On the other side, expect to see more EF masses, and more EF sacraments administered. This will lead to a more clergy (which is good) but they will be out of step with many of the bishops. This will lead to more lay power in the short term, because they will basically be the “deciders” between their priests and their bishop.
 
We are insufficient to comprehend the truth,
This cannot be correct? How can the truth set us free, if we cannot comprehend it? :confused:

The traditions of the Church are kept because we can trust them.
 
This cannot be correct? How can the truth set us free, if we cannot comprehend it? :confused:

The traditions of the Church are kept because we can trust them.
I think what he meant was “we ALONE are unable to comprehend the truth and would need the guidance of the Church.”
 
But what about those who accuse those who desire the new yet licit ways as modernists? Such as the OF, CITH, etc.? Is this a wrong interpretation of the term “modernism”? Of course “modern” means something current and different from the past and I think this is where a lot of confusion with the term comes from.
Your question relates to the OP’s question about how the modernism debate affects us in 2011.

As long as the EF can be offered, and people are free to attend it, there need not be concern over the OF or CITH, etc.

Why? Because over time, the OF will revert to its antecedents, which are found in the EF. The licit ways of the OF will be seen as temporary accomodations, or relaxations in discipline, that were seen fitting in their day.

The Catholic Church’s history shows that its members generally prefer more and more piety, not less and less. Sometimes they have been chased away from pious practices, but left to themselves, with just a modicum of leadership, they take up due reverence for the sacraments and the saints.

This is not surprising, for the sheep know the sound of their master’s voice, and come to Him.
 
I think what he meant was “we ALONE are unable to comprehend the truth and would need the guidance of the Church.”
This is what I assumed, but it doesn’t really advance the ball. If we can’t understand the truth, then we can’t understand the guidance.

It seems hyper-technical to harp on, but the point is important. If the people know nothing, then they contribute nothing. They can be guided, but they don’t know what they are guided toward.

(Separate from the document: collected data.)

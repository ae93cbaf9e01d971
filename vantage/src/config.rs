use rust_decimal::Decimal;
use serde::{Deserialize, Serialize};
use vantage_instrument::exchange::ExchangeId;
use vantage_risk::RiskConfig;
use vantage_strategy::{GridConfig, SkewMode};

/// Process-level configuration for the `gateway` binary.
///
/// File/env/CLI loading is out of scope; this is the plain
/// `serde`-deserialisable shape such a loader would populate.
#[derive(Debug, Clone, Serialize, Deserialize)]
pub struct GatewayConfig {
    /// Venue this process owns the one live connection to.
    pub exchange_id: ExchangeId,
    /// Human-readable name surfaced by `GetName`/logs.
    pub name: String,
    /// Deadline for draining in-flight streams on graceful shutdown.
    #[serde(with = "duration_ms")]
    pub shutdown_drain: std::time::Duration,
}

impl Default for GatewayConfig {
    fn default() -> Self {
        Self {
            exchange_id: ExchangeId::Simulated,
            name: "vantage-gateway".to_string(),
            shutdown_drain: std::time::Duration::from_secs(5),
        }
    }
}

/// Process-level configuration for the `trader` binary.
#[derive(Debug, Clone, Serialize, Deserialize)]
pub struct OrchestratorConfig {
    /// Path to the durable WAL-journaled store. `None` runs against an
    /// in-memory store, useful for demos and tests that don't need to
    /// survive a restart.
    pub store_path: Option<std::path::PathBuf>,
    pub connect: vantage_client::ConnectConfig,
}

impl Default for OrchestratorConfig {
    fn default() -> Self {
        Self { store_path: None, connect: vantage_client::ConnectConfig::default() }
    }
}

/// A grid configuration sane for local development/demos: ten levels each
/// side of the anchor, a round-number interval and linearly tapering size.
/// Real deployments override every field from their own config source.
pub fn default_grid_config() -> GridConfig {
    GridConfig {
        base_interval: Decimal::new(50, 0),
        levels: 5,
        base_qty: Decimal::new(1, 1),
        qty_taper: Decimal::new(9, 1),
        skew_mode: SkewMode::Multiplicative,
        skew_factor: Decimal::new(1, 1),
        max_inventory_qty: Decimal::new(10, 0),
        atr_period: 14,
        volatility_scale: vantage_risk::VolatilityScaler {
            base_volatility: Decimal::new(1, 2),
            min_scale: Decimal::new(5, 1),
            max_scale: Decimal::new(2, 0),
        },
        off_windows: Vec::new(),
        trend: vantage_strategy::TrendConfig::default(),
    }
}

pub fn default_risk_config() -> RiskConfig {
    RiskConfig::default()
}

mod duration_ms {
    use serde::{Deserialize, Deserializer, Serializer};
    use std::time::Duration;

    pub fn serialize<S: Serializer>(value: &Duration, serializer: S) -> Result<S::Ok, S::Error> {
        serializer.serialize_u64(value.as_millis() as u64)
    }

    pub fn deserialize<'de, D: Deserializer<'de>>(deserializer: D) -> Result<Duration, D::Error> {
        Ok(Duration::from_millis(u64::deserialize(deserializer)?))
    }
}

#[cfg(test)]
mod tests {
    use super::*;

    #[test]
    fn gateway_config_default_is_simulated_and_serving_soon() {
        let config = GatewayConfig::default();
        assert_eq!(config.exchange_id, ExchangeId::Simulated);
        assert!(!config.shutdown_drain.is_zero());
    }

    #[test]
    fn default_grid_config_emits_levels_on_both_sides() {
        let grid = default_grid_config();
        assert_eq!(grid.levels, 5);
        assert!(grid.base_qty > Decimal::ZERO);
    }
}
use crate::alert::{RiskAlertHook, RiskViolation};
use rust_decimal::Decimal;
use std::collections::HashMap;
use std::hash::Hash;
use vantage_instrument::{exchange::ExchangeId, Symbol};

/// Tracks net position per (exchange, instrument) pair.
#[derive(Debug, Default, Clone)]
pub struct PositionTracker<InstrumentKey = Symbol> {
    positions: HashMap<(ExchangeId, InstrumentKey), Decimal>,
}

impl<InstrumentKey> PositionTracker<InstrumentKey>
where
    InstrumentKey: Eq + Hash + Clone,
{
    /// Create a new empty tracker.
    pub fn new() -> Self {
        Self { positions: HashMap::new() }
    }

    /// Update the position for the given key.
    /// Positive amounts represent long exposure, negative amounts short.
    pub fn update(&mut self, exchange: ExchangeId, instrument: InstrumentKey, qty: Decimal) {
        *self.positions.entry((exchange, instrument)).or_insert(Decimal::ZERO) += qty;
    }

    /// Current position for the given key.
    pub fn position(&self, exchange: ExchangeId, instrument: &InstrumentKey) -> Decimal {
        *self.positions.get(&(exchange, instrument.clone())).unwrap_or(&Decimal::ZERO)
    }

    /// Check a position limit and emit an alert via the provided hook if exceeded.
    pub fn check_limit(
        &self,
        exchange: ExchangeId,
        instrument: InstrumentKey,
        limit: Decimal,
        hook: &impl RiskAlertHook<(ExchangeId, InstrumentKey)>,
    ) {
        let pos = self.position(exchange, &instrument);
        if pos.abs() > limit {
            hook.alert(RiskViolation::ExposureLimit {
                instrument: (exchange, instrument),
                exposure: pos,
                limit,
            });
        }
    }
}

If the people know something, then they can contribute. Vatican 2 certainly implied they can contribute, and even at Trent, it was held that the people have a right to receive the sacraments. This implied an ability to recognize the truth.

To me, the real “modernist” threat lay in the refusal of the modernist to let his “aye be aye, and his no be no.”
 
Your question relates to the OP’s question about how the modernism debate affects us in 2011.

As long as the EF can be offered, and people are free to attend it, there need not be concern over the OF or CITH, etc.

Why? Because over time, the OF will revert to its antecedents, which are found in the EF. The licit ways of the OF will be seen as temporary accomodations, or relaxations in discipline, that were seen fitting in their day.

The Catholic Church’s history shows that its members generally prefer more and more piety, not less and less. Sometimes they have been chased away from pious practices, but left to themselves, with just a modicum of leadership, they take up due reverence for the sacraments and the saints.

This is not surprising, for the sheep know the sound of their master’s voice, and come to Him.
No offense, but I’m sensing a lot of pressumption on your part thinking that your way is the right way. Isn’t that modernism in itself? And what is this false assumption that the OF cannot feed the spiritual need of people? Are you claiming that the millions and millions of people around the world, that none of them are holier or more pious than the handful who attend the EF?
 
Isn’t that modernism in itself?
It would not be modernist to advocate for or celebrate the EF, without doing severe violence to the understanding of modernism.
And what is this false assumption that the OF cannot feed the spiritual need of people?
I did not state that the OF cannot feed the spiritual need of the people.
Are you claiming that the millions and millions of people around the world, that none of them are holier or more pious than the handful who attend the EF
There is nothing in my post that made such a claim.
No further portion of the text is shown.